Open star clusters (OSC) are traditionally used by researchers in testing emerging theories, hypotheses, assumptions about the physical and dynamic evolution of stars and star clusters. Until the early 80’s of the last century the OSC were mainly considered as objects existing in the state close to virial equilibrium. In order to theoretically describe the OSC structure, the quasistationary (and even stationary) OSC models were used which did not take into account the possibility of significant deviation of OSC from the stationarity in a regular field. However, structural features of young and old OSC (distortion of the shape of cluster cores, splitting of cores, a mismatch of centers of density distributions of subsystems of stars with different masses in clusters, presence of step-like structures in the density profiles of clusters, etc.) found back in 1950-1960’s can not be explained without invoking the hypothesis of non-stationarity of clusters in regular field.

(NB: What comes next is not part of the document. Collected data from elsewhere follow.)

//! Initialisation blob transmission
//!
//! GPS receivers boot in whatever mode they were last configured for. While
//! detection runs, a fixed blob of configuration commands is streamed to the
//! link to coax the common receiver families into their binary protocols.
//! The UART transmit buffer is small (16 bytes), so the blob goes out a few
//! bytes per tick, picking up where the previous tick stopped.

use crate::platform::traits::UartInterface;

/// u-blox: switch UART1 to UBX+NMEA in / UBX out at 38400, then enable NAV-SOL
pub const UBLOX_SET_BINARY: &[u8] =
    b"$PUBX,41,1,0003,0001,38400,0*26\n\xb5\x62\x06\x01\x03\x00\x01\x06\x01\x12\x4f";

/// MediaTek: switch to binary output
pub const MTK_SET_BINARY: &[u8] = b"$PGCMD,16,0,0,0,0,0*6A\r\n";

/// SiRF: switch to SiRF binary at 38400
pub const SIRF_SET_BINARY: &[u8] = b"$PSRF100,0,38400,8,1,0*3C\r\n";

/// Blob sent on every baud change during detection
pub const INIT_BLOB: &[u8] = b"$PUBX,41,1,0003,0001,38400,0*26\n\xb5\x62\x06\x01\x03\x00\x01\x06\x01\x12\x4f\
$PGCMD,16,0,0,0,0,0*6A\r\n\
$PSRF100,0,38400,8,1,0*3C\r\n";

/// Progress through a blob being streamed to one port
///
/// `pending` is the unsent tail of the blob: its start is the read cursor and
/// its length the remaining byte count.
#[derive(Debug, Clone, Copy, Default)]
pub struct BlobStream {
    pending: &'static [u8],
}

impl BlobStream {
    /// A stream with nothing to send
    pub const fn idle() -> Self {
        Self { pending: &[] }
    }

    /// Restart from the beginning of `blob`, dropping any unsent bytes
    pub fn start(&mut self, blob: &'static [u8]) {
        self.pending = blob;
    }

    /// Bytes still to be written
    pub fn remaining(&self) -> usize {
        self.pending.len()
    }

    /// True once the whole blob has been written
    pub fn is_idle(&self) -> bool {
        self.pending.is_empty()
    }

    /// Write as much of the blob as the transmit buffer has room for
    ///
    /// Never blocks and never offers the port more than it reported free.
    /// Returns the number of bytes written this call.
    pub fn advance<U: UartInterface>(&mut self, port: &mut U) -> usize {
        if self.pending.is_empty() {
            return 0;
        }

        let space = port.tx_space().min(self.pending.len());
        if space == 0 {
            return 0;
        }

        match port.write(&self.pending[..space]) {
            Ok(written) => {
                let written = written.min(space);
                self.pending = &self.pending[written..];
                written
            }
            Err(e) => {
                crate::log_warn!("GPS: init blob write failed: {}", e);
                0
            }
        }
    }
}
//! Mock UART implementation for testing

use crate::platform::{
    traits::{UartConfig, UartInterface},
    Result,
};
use core::cell::RefCell;
use std::collections::VecDeque;
use std::rc::Rc;
use std::vec::Vec;

#[derive(Debug)]
struct MockUartState {
    config: UartConfig,
    tx_buffer: Vec<u8>,
    rx_buffer: VecDeque<u8>,
    baud_history: Vec<u32>,
    tx_sent: Vec<u8>,
}

/// Mock UART implementation
///
/// Provides in-memory buffers for transmit and receive data. Clones share the
/// same buffers, so a test can keep a handle while the code under test owns
/// the port.
///
/// The transmit buffer is bounded by `UartConfig::tx_buffer`; bytes stay in it
/// until the test calls [`MockUart::drain_tx`], which simulates the hardware
/// shifting them out.
///
/// # Example
///
/// ```ignore
/// use trail_gps::platform::mock::MockUart;
/// use trail_gps::platform::traits::UartInterface;
///
/// let mut uart = MockUart::new(Default::default());
/// let handle = uart.clone();
///
/// uart.write(b"Hello").unwrap();
/// assert_eq!(handle.tx_buffer(), b"Hello");
///
/// handle.inject_rx_data(b"World");
/// let mut buf = [0u8; 5];
/// uart.read(&mut buf).unwrap();
/// assert_eq!(&buf, b"World");
/// ```
#[derive(Debug, Clone)]
pub struct MockUart {
    inner: Rc<RefCell<MockUartState>>,
}

impl MockUart {
    /// Create a new mock UART
    pub fn new(config: UartConfig) -> Self {
        Self {
            inner: Rc::new(RefCell::new(MockUartState {
                config,
                tx_buffer: Vec::new(),
                rx_buffer: VecDeque::new(),
                baud_history: Vec::new(),
                tx_sent: Vec::new(),
            })),
        }
    }

    /// Bytes currently queued in the transmit buffer
    pub fn tx_buffer(&self) -> Vec<u8> {
        self.inner.borrow().tx_buffer.clone()
    }

    /// Empty the transmit buffer, returning what was in it
    pub fn drain_tx(&self) -> Vec<u8> {
        let mut state = self.inner.borrow_mut();
        let drained: Vec<u8> = state.tx_buffer.drain(..).collect();
        state.tx_sent.extend_from_slice(&drained);
        drained
    }

    /// Everything written so far, drained or not
    pub fn tx_total(&self) -> Vec<u8> {
        let state = self.inner.borrow();
        let mut all = state.tx_sent.clone();
        all.extend_from_slice(&state.tx_buffer);
        all
    }

    /// Change the transmit buffer size
    pub fn set_tx_capacity(&self, capacity: usize) {
        self.inner.borrow_mut().config.tx_buffer = capacity;
    }

    /// Inject receive data (for test setup)
    pub fn inject_rx_data(&self, data: &[u8]) {
        self.inner.borrow_mut().rx_buffer.extend(data.iter().copied());
    }

    /// Number of injected bytes not yet read
    pub fn rx_pending(&self) -> usize {
        self.inner.borrow().rx_buffer.len()
    }

    /// Get current baud rate
    pub fn baud_rate(&self) -> u32 {
        self.inner.borrow().config.baud_rate
    }

    /// Every baud rate set since creation, in order
    pub fn baud_history(&self) -> Vec<u32> {
        self.inner.borrow().baud_history.clone()
    }
}

impl UartInterface for MockUart {
    fn write(&mut self, data: &[u8]) -> Result<usize> {
        let mut state = self.inner.borrow_mut();
        let space = state.config.tx_buffer.saturating_sub(state.tx_buffer.len());
        let count = core::cmp::min(space, data.len());
        state.tx_buffer.extend_from_slice(&data[..count]);
        Ok(count)
    }

    fn read(&mut self, buffer: &mut [u8]) -> Result<usize> {
        let mut state = self.inner.borrow_mut();
        let to_read = core::cmp::min(buffer.len(), state.rx_buffer.len());

        for (slot, byte) in buffer.iter_mut().zip(state.rx_buffer.drain(..to_read)) {
            *slot = byte;
        }

        Ok(to_read)
    }

    fn set_baud_rate(&mut self, baud: u32) -> Result<()> {
        let mut state = self.inner.borrow_mut();
        state.config.baud_rate = baud;
        state.baud_history.push(baud);
        Ok(())
    }

    fn available(&self) -> usize {
        self.inner.borrow().rx_buffer.len()
    }

    fn tx_space(&self) -> usize {
        let state = self.inner.borrow();
        state.config.tx_buffer.saturating_sub(state.tx_buffer.len())
    }
}
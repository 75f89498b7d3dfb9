//! GPS instance lifecycle
//!
//! [`GpsManager`] owns up to [`GPS_MAX_INSTANCES`] GPS links. Each
//! [`GpsManager::update`] ticks every instance once:
//!
//! ```text
//! selector None ──────────────────────────────> NoGps, no driver
//! no driver / NoGps ──> detection step ──match──> driver owned, NoFix
//! driver owned ──> blob, configure, read ──ok──> stamp message (and fix) time
//!                                        └─stale > 1200 ms──> NoGps, driver released
//! ```
//!
//! Instance 0's status is published to [`NotifyFlags`] after every update.

use super::backend::{GpsBackend, GpsDriver, GpsProtocol};
use super::blob::BlobStream;
use super::detect::DetectState;
use super::state::{GpsState, GpsStatus, GpsTiming, Location};
use super::GPS_MAX_INSTANCES;
use crate::core::notify::{NotifyFlags, NOTIFY};
use crate::core::parameters::{GpsParams, GpsType};
use crate::core::traits::TimeSource;
use crate::platform::traits::UartInterface;
use nalgebra::Vector3;

/// Time without a parsed message after which a link is declared lost
pub const STALE_MS: u64 = 1200;

/// Baud rate ports are opened at before detection starts
pub const INITIAL_BAUD: u32 = 38400;

/// One GPS link and everything tracked for it
#[derive(Debug)]
pub struct GpsInstance<U> {
    pub(super) port: Option<U>,
    pub(super) state: GpsState,
    pub(super) timing: GpsTiming,
    pub(super) detect: DetectState,
    pub(super) blob: BlobStream,
    pub(super) driver: Option<GpsDriver>,
}

impl<U: UartInterface> GpsInstance<U> {
    fn new(index: u8, port: Option<U>) -> Self {
        Self {
            port,
            state: GpsState::new(index),
            timing: GpsTiming::default(),
            detect: DetectState::new(),
            blob: BlobStream::idle(),
            driver: None,
        }
    }

    /// Fix state record
    pub fn state(&self) -> &GpsState {
        &self.state
    }

    /// Message timing record
    pub fn timing(&self) -> &GpsTiming {
        &self.timing
    }

    /// Protocol of the owned driver, if any
    pub fn protocol(&self) -> Option<GpsProtocol> {
        self.driver.as_ref().map(GpsDriver::protocol)
    }

    fn tick(&mut self, selector: GpsType, params: &GpsParams, now_ms: u64) {
        if selector == GpsType::None {
            self.state.status = GpsStatus::NoGps;
            self.release();
            return;
        }

        if self.driver.is_none() || self.state.status == GpsStatus::NoGps {
            self.detect_step(selector, params, now_ms);
        } else {
            self.poll(now_ms);
        }
    }

    /// Drop the driver and any detection progress
    ///
    /// The next enabled tick starts a new detection episode from scratch.
    pub(super) fn release(&mut self) {
        if let Some(driver) = self.driver.take() {
            crate::log_info!(
                "GPS {}: disabled, released {:?} driver",
                self.state.instance,
                driver.protocol()
            );
        }
        self.detect = DetectState::new();
        self.blob = BlobStream::idle();
    }

    fn detect_step(&mut self, selector: GpsType, params: &GpsParams, now_ms: u64) {
        let Some(port) = self.port.as_mut() else {
            return;
        };

        self.state.status = GpsStatus::NoGps;

        let Some(protocol) = self.detect.step(port, &mut self.blob, selector, now_ms) else {
            return;
        };

        // Release before constructing so at most one driver exists
        self.driver = None;

        match GpsDriver::for_protocol(protocol, params) {
            Some(driver) => {
                crate::log_info!(
                    "GPS {}: detected {:?} at {} baud",
                    self.state.instance,
                    protocol,
                    self.detect.baud_rate()
                );
                self.driver = Some(driver);
                self.state.status = GpsStatus::NoFix;
                self.timing.last_message_time_ms = now_ms;
                self.detect = DetectState::new();
            }
            None => {
                crate::log_warn!("GPS {}: {:?} not supported in this build", self.state.instance, protocol);
            }
        }
    }

    fn poll(&mut self, now_ms: u64) {
        let (Some(port), Some(driver)) = (self.port.as_mut(), self.driver.as_mut()) else {
            return;
        };

        self.blob.advance(port);
        if self.blob.is_idle() {
            driver.configure(port);
        }

        if driver.read(port, &mut self.state, now_ms) {
            self.timing.last_message_time_ms = now_ms;
            if self.state.status >= GpsStatus::Fix2D {
                self.timing.last_fix_time_ms = now_ms;
            }
        } else if now_ms.saturating_sub(self.timing.last_message_time_ms) > STALE_MS {
            crate::log_warn!(
                "GPS {}: no data for {} ms, restarting detection",
                self.state.instance,
                now_ms.saturating_sub(self.timing.last_message_time_ms)
            );
            self.state.status = GpsStatus::NoGps;
            self.timing.last_message_time_ms = now_ms;
            self.driver = None;
        }
    }
}

/// GPS front end: detection, driver lifecycle, status publication
///
/// # Example
///
/// ```ignore
/// use trail_gps::core::parameters::GpsParams;
/// use trail_gps::devices::gps::GpsManager;
///
/// let mut gps = GpsManager::new(GpsParams::default(), [Some(uart0), None], time);
/// gps.init();
/// loop {
///     gps.update();
///     // wait 100 ms
/// }
/// ```
pub struct GpsManager<U: UartInterface, T: TimeSource> {
    pub(super) instances: [GpsInstance<U>; GPS_MAX_INSTANCES],
    pub(super) params: GpsParams,
    pub(super) time: T,
    notify: &'static NotifyFlags,
}

impl<U: UartInterface, T: TimeSource> GpsManager<U, T> {
    /// Create a manager for the given ports, publishing to the global [`NOTIFY`]
    pub fn new(params: GpsParams, ports: [Option<U>; GPS_MAX_INSTANCES], time: T) -> Self {
        let mut index = 0u8;
        let instances = ports.map(|port| {
            let instance = GpsInstance::new(index, port);
            index += 1;
            instance
        });

        Self {
            instances,
            params,
            time,
            notify: &NOTIFY,
        }
    }

    /// Publish status to `notify` instead of the global flags
    pub fn with_notify(mut self, notify: &'static NotifyFlags) -> Self {
        self.notify = notify;
        self
    }

    /// Open every present port at the initial baud rate
    pub fn init(&mut self) {
        for (index, instance) in self.instances.iter_mut().enumerate() {
            if let Some(port) = instance.port.as_mut() {
                if let Err(e) = port.set_baud_rate(INITIAL_BAUD) {
                    crate::log_warn!("GPS {}: failed to open port: {}", index, e);
                }
            }
        }
        crate::log_info!("GPS: initialized, {} instance(s) enabled", self.enabled_count());
    }

    /// Tick every instance in index order, then publish instance 0's status
    pub fn update(&mut self) {
        for index in 0..GPS_MAX_INSTANCES {
            self.update_instance(index);
        }
        self.notify.set_gps_status(self.instances[0].state.status);
    }

    /// Tick one instance; out-of-range indices are ignored
    pub fn update_instance(&mut self, instance: usize) {
        let now_ms = self.time.now_ms();
        let Some(selector) = self.params.gps_type.get(instance).copied() else {
            return;
        };
        let params = self.params;
        if let Some(inst) = self.instances.get_mut(instance) {
            inst.tick(selector, &params, now_ms);
        }
    }

    /// Live parameter block
    pub fn params(&self) -> &GpsParams {
        &self.params
    }

    /// Replace the live parameter block
    ///
    /// Takes effect on the next tick. Setting an instance's selector to
    /// `None` releases its driver on that tick.
    pub fn set_params(&mut self, params: GpsParams) {
        self.params = params;
    }

    /// Time source used for all timestamps
    pub fn time(&self) -> &T {
        &self.time
    }

    /// Port of `instance`, if one is attached
    pub fn port_mut(&mut self, instance: usize) -> Option<&mut U> {
        self.instances.get_mut(instance)?.port.as_mut()
    }

    /// Instance record
    pub fn instance(&self, instance: usize) -> Option<&GpsInstance<U>> {
        self.instances.get(instance)
    }

    /// Fix state of `instance`
    pub fn state(&self, instance: usize) -> Option<&GpsState> {
        self.instance(instance).map(GpsInstance::state)
    }

    /// Fix status of `instance`, `NoGps` for unknown instances
    pub fn status(&self, instance: usize) -> GpsStatus {
        self.state(instance).map(|s| s.status).unwrap_or_default()
    }

    pub fn location(&self, instance: usize) -> Option<Location> {
        self.state(instance).map(|s| s.location)
    }

    /// NED velocity in m/s
    pub fn velocity(&self, instance: usize) -> Option<Vector3<f32>> {
        self.state(instance).map(|s| s.velocity)
    }

    /// Ground speed in m/s
    pub fn ground_speed(&self, instance: usize) -> Option<f32> {
        self.state(instance).map(|s| s.ground_speed)
    }

    /// Course over ground in centidegrees
    pub fn ground_course_cd(&self, instance: usize) -> Option<i32> {
        self.state(instance).map(|s| s.ground_course_cd)
    }

    pub fn num_sats(&self, instance: usize) -> Option<u8> {
        self.state(instance).map(|s| s.num_sats)
    }

    pub fn hdop(&self, instance: usize) -> Option<u16> {
        self.state(instance).map(|s| s.hdop)
    }

    pub fn time_week(&self, instance: usize) -> Option<u16> {
        self.state(instance).map(|s| s.time_week)
    }

    pub fn time_week_ms(&self, instance: usize) -> Option<u32> {
        self.state(instance).map(|s| s.time_week_ms)
    }

    pub fn have_vertical_velocity(&self, instance: usize) -> bool {
        self.state(instance).map(|s| s.have_vertical_velocity).unwrap_or(false)
    }

    /// System time of the last parsed message
    pub fn last_message_time_ms(&self, instance: usize) -> Option<u64> {
        self.instance(instance).map(|i| i.timing.last_message_time_ms)
    }

    /// System time of the last message carrying a 2D or better fix
    pub fn last_fix_time_ms(&self, instance: usize) -> Option<u64> {
        self.instance(instance).map(|i| i.timing.last_fix_time_ms)
    }

    /// Protocol of the driver owned by `instance`
    pub fn protocol(&self, instance: usize) -> Option<GpsProtocol> {
        self.instance(instance).and_then(GpsInstance::protocol)
    }

    /// Baud rate being tried while `instance` is detecting
    pub fn detect_baud(&self, instance: usize) -> Option<u32> {
        self.instance(instance)
            .filter(|i| i.driver.is_none())
            .map(|i| i.detect.baud_rate())
    }

    /// Number of instances with a receiver talking
    pub fn num_sensors(&self) -> usize {
        self.instances
            .iter()
            .filter(|i| i.state.status > GpsStatus::NoGps)
            .count()
    }

    fn enabled_count(&self) -> usize {
        self.params
            .gps_type
            .iter()
            .zip(self.instances.iter())
            .filter(|(t, i)| **t != GpsType::None && i.port.is_some())
            .count()
    }
}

It assumes an explicit time-dependence of the phase density functions (that is, a partial derivative of the phase density function is not equal to zero; see Chapters 4 and 7 of Binney and Tremaine (2008)). Completed in recent years, theoretical researches and numerical experiments on the modeling of a dynamics of non-isolated systems of N gravitating point masses showed that in clusters with a low density of the matter (close to the critical one in the field of external forces), the action of gravitational instability can lead to the development of a non-stationarity in the regular field and even to the loss of a significant part of stars during several intersections of the cluster by a star.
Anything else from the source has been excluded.